1958 collection of short stories by Gerald Kersh

On an Odd Note is a collection of short stories written by Gerald Kersh, published as a paperback original by Ballantine Books in 1958. No other editions were issued until 2015, when Valancourt Books brought out a new edition with an introduction by Nick Mamatas.

==Contents==
- "Seed of Destruction" (Esquire 1947)
- "Frozen Beauty" (John Bull 1941)
- "Reflections in a Tablespoon" (Neither Man Nor Dog 1946)
- "The Crewel Needle" (Lilliput 1953)
- "The Sympathetic Souse" (Lilliput 1954)
- "The Queen of Pig Island (The Strand 1949)
- "Prophet Without Honor" (original)
- "The Beggars’ Stone" (John O'London's Weekly 1941)
- "The Brighton Monster" (The Saturday Evening Post 1948)
- "The Extraordinarily Horrible Dummy (Penguin Parade 1939)
- "Fantasy of a Hunted Man" (John Bull 1942)
- "The Gentleman All in Black" (John Bull 1942)
- "The Eye (The Saturday Evening Post 1957)

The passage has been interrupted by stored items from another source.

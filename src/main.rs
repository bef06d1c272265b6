//! cinesphere server binary

use cinesphere::api::{AppState, start_api_server};
use cinesphere::{Config, Library};
use clap::Parser;
use std::net::SocketAddr;
use std::sync::Arc;
use tracing_subscriber::EnvFilter;

#[derive(Parser)]
#[command(name = "cinesphere")]
#[command(about = "Browse and stream a OneDrive media library")]
#[command(version)]
struct Cli {
    /// Address to listen on (overrides PORT)
    #[arg(long, env = "BIND_ADDRESS")]
    bind: Option<SocketAddr>,

    /// Serve Swagger UI at /api/swagger-ui
    #[arg(long)]
    swagger_ui: bool,

    /// Validate configuration and exit
    #[arg(long)]
    config_check: bool,
}

#[tokio::main]
async fn main() -> cinesphere::Result<()> {
    // A missing .env is fine; the environment may already be set
    let dotenv = dotenvy::dotenv();

    tracing_subscriber::fmt()
        .with_env_filter(
            EnvFilter::try_from_default_env()
                .unwrap_or_else(|_| EnvFilter::new("cinesphere=info,tower_http=info")),
        )
        .init();

    if let Ok(path) = dotenv {
        tracing::debug!(path = %path.display(), "Loaded .env");
    }

    let cli = Cli::parse();

    let mut config = Config::from_env()?;
    if let Some(bind) = cli.bind {
        config.api.bind_address = bind;
    }
    if cli.swagger_ui {
        config.api.swagger_ui = true;
    }

    if let Err(e) = config.validate() {
        tracing::error!(error = %e, "Invalid configuration");
        return Err(e);
    }

    if cli.config_check {
        tracing::info!(
            user = %config.graph.user,
            root = %config.graph.root_folder,
            bind = %config.api.bind_address,
            "Configuration OK"
        );
        return Ok(());
    }

    let library = Library::from_config(&config)?;
    let state = AppState::new(Arc::new(library), Arc::new(config));

    start_api_server(state, cinesphere::wait_for_signal()).await
}
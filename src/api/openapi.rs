//! OpenAPI documentation and schema generation
//!
//! Generated at compile time with utoipa.

use utoipa::OpenApi;

/// OpenAPI documentation for the cinesphere REST API
///
/// Served at `/api/openapi.json`; the Swagger UI (when enabled) lives at
/// `/api/swagger-ui`.
#[derive(OpenApi)]
#[openapi(
    info(
        title = "cinesphere REST API",
        version = "0.2.0",
        description = "Browse a OneDrive media library and download folders of videos as zip archives",
        license(
            name = "MIT OR Apache-2.0"
        )
    ),
    servers(
        (url = "http://localhost:4000", description = "Local development server")
    ),
    paths(
        crate::api::routes::browse,
        crate::api::routes::download,
        crate::api::routes::health_check,
        crate::api::routes::openapi_spec,
    ),
    components(schemas(
        crate::types::LibraryItem,
        crate::types::FolderEntry,
        crate::types::VideoEntry,
        crate::types::BrowseResponse,
        crate::api::routes::PathQuery,
        crate::error::ApiError,
        crate::error::ErrorDetail,
    )),
    tags(
        (name = "library", description = "Folder listing and downloads"),
        (name = "system", description = "Health and API documentation")
    )
)]
pub struct ApiDoc;

// unwrap/expect are acceptable in tests for concise failure-on-error assertions
#[allow(clippy::unwrap_used, clippy::expect_used)]
#[cfg(test)]
mod tests {
    use super::*;

    #[test]
    fn document_lists_every_route() {
        let doc = ApiDoc::openapi();
        let paths: Vec<&String> = doc.paths.paths.keys().collect();

        for expected in ["/api/browse", "/api/download", "/api/health", "/api/openapi.json"] {
            assert!(
                paths.iter().any(|p| p.as_str() == expected),
                "missing {expected} in {paths:?}"
            );
        }
    }

    #[test]
    fn document_serializes_with_schemas() {
        let json = serde_json::to_value(ApiDoc::openapi()).unwrap();
        let schemas = &json["components"]["schemas"];
        assert!(schemas.get("LibraryItem").is_some());
        assert!(schemas.get("ApiError").is_some());
    }
}
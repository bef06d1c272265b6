//! Library-relative paths

use crate::error::{Error, Result};
use std::fmt;

/// A validated path relative to the library root.
///
/// Empty means the root itself. Segments are joined with `/`; `\` is accepted
/// as a separator on input. `.` and `..` segments are rejected so a request
/// can never address anything outside the root folder.
#[derive(Clone, Debug, Default, PartialEq, Eq)]
pub struct LibraryPath {
    segments: Vec<String>,
}

impl LibraryPath {
    /// The library root
    pub fn root() -> Self {
        Self::default()
    }

    /// Parse a user-supplied relative path (e.g. the `path` query parameter)
    ///
    /// ```
    /// use cinesphere::library::LibraryPath;
    ///
    /// let path = LibraryPath::parse("/Series/Alien Earth/").unwrap();
    /// assert_eq!(path.as_string(), "Series/Alien Earth");
    /// assert!(LibraryPath::parse("Series/../..").is_err());
    /// ```
    pub fn parse(raw: &str) -> Result<Self> {
        let mut segments = Vec::new();

        for segment in raw.split(['/', '\\']) {
            match segment {
                s if s.trim().is_empty() => continue,
                "." | ".." => return Err(Error::InvalidPath(raw.to_string())),
                s if s.chars().any(char::is_control) => {
                    return Err(Error::InvalidPath(raw.to_string()));
                }
                s => segments.push(s.to_string()),
            }
        }

        Ok(Self { segments })
    }

    /// Whether this is the library root
    pub fn is_root(&self) -> bool {
        self.segments.is_empty()
    }

    /// Append a child segment (a drive item name)
    #[must_use]
    pub fn child(&self, name: &str) -> Self {
        let mut segments = self.segments.clone();
        segments.push(name.to_string());
        Self { segments }
    }

    /// The relative path as `a/b/c` (empty for the root)
    pub fn as_string(&self) -> String {
        self.segments.join("/")
    }

    /// The full drive path: `root` for the library root, `root/relative` otherwise
    pub fn full_path(&self, root: &str) -> String {
        if self.is_root() {
            root.to_string()
        } else {
            format!("{}/{}", root, self.as_string())
        }
    }
}

impl fmt::Display for LibraryPath {
    fn fmt(&self, f: &mut fmt::Formatter<'_>) -> fmt::Result {
        f.write_str(&self.as_string())
    }
}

"Frozen Beauty", "Fantasy of a Hunted Man" and "The Gentleman All in Black" originally appeared under the "Waldo Keller" byline. "The Beggars' Stone" was originally published as "The Stone". "The Brighton Monster" was originally published as "The Monster". "The Eye" was originally published as "The Murderer's Eye".

==Reception==
Anthony Boucher, despite faulting the story selection as a chaotic mix of genres, noted that the book "is unified by the ever-captivating Kersh personality." Boucher concluded that while "Mr. Kersh can (and often does) write a trite or inept story, . . . he is incapable of writing a dull sentence."

Everett F. Bleiler found On an Odd Note to be "a collection of Kersh's more important fantastic stories. . . . Good narratives, with unusual detail."